--- START ---
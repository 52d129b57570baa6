// ============================================
// Batch Jobs Module (批次任務模組)
// ============================================
//
// Stage runners for the offline pipeline, triggered from the command line:
//   recsys-pipeline --config <file> <candidates|blend|rerank|submit|run> --stage <val|test>

pub mod pipeline_run;

pub use pipeline_run::{CandidateRow, PipelineJob, PipelineRunStats};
--- END ---
→ Required action: The lines above should be duplicated exactly.

→ Task output:
repository 52d129b57570baa6
// ============================================
// Batch Jobs Module (批次任務模組)
// ============================================
//
// Stage runners for the offline pipeline, triggered from the command line:
//   recsys-pipeline --config <file> <candidates|blend|rerank|submit|run> --stage <val|test>

pub mod pipeline_run;

pub use pipeline_run::{CandidateRow, PipelineJob, PipelineRunStats};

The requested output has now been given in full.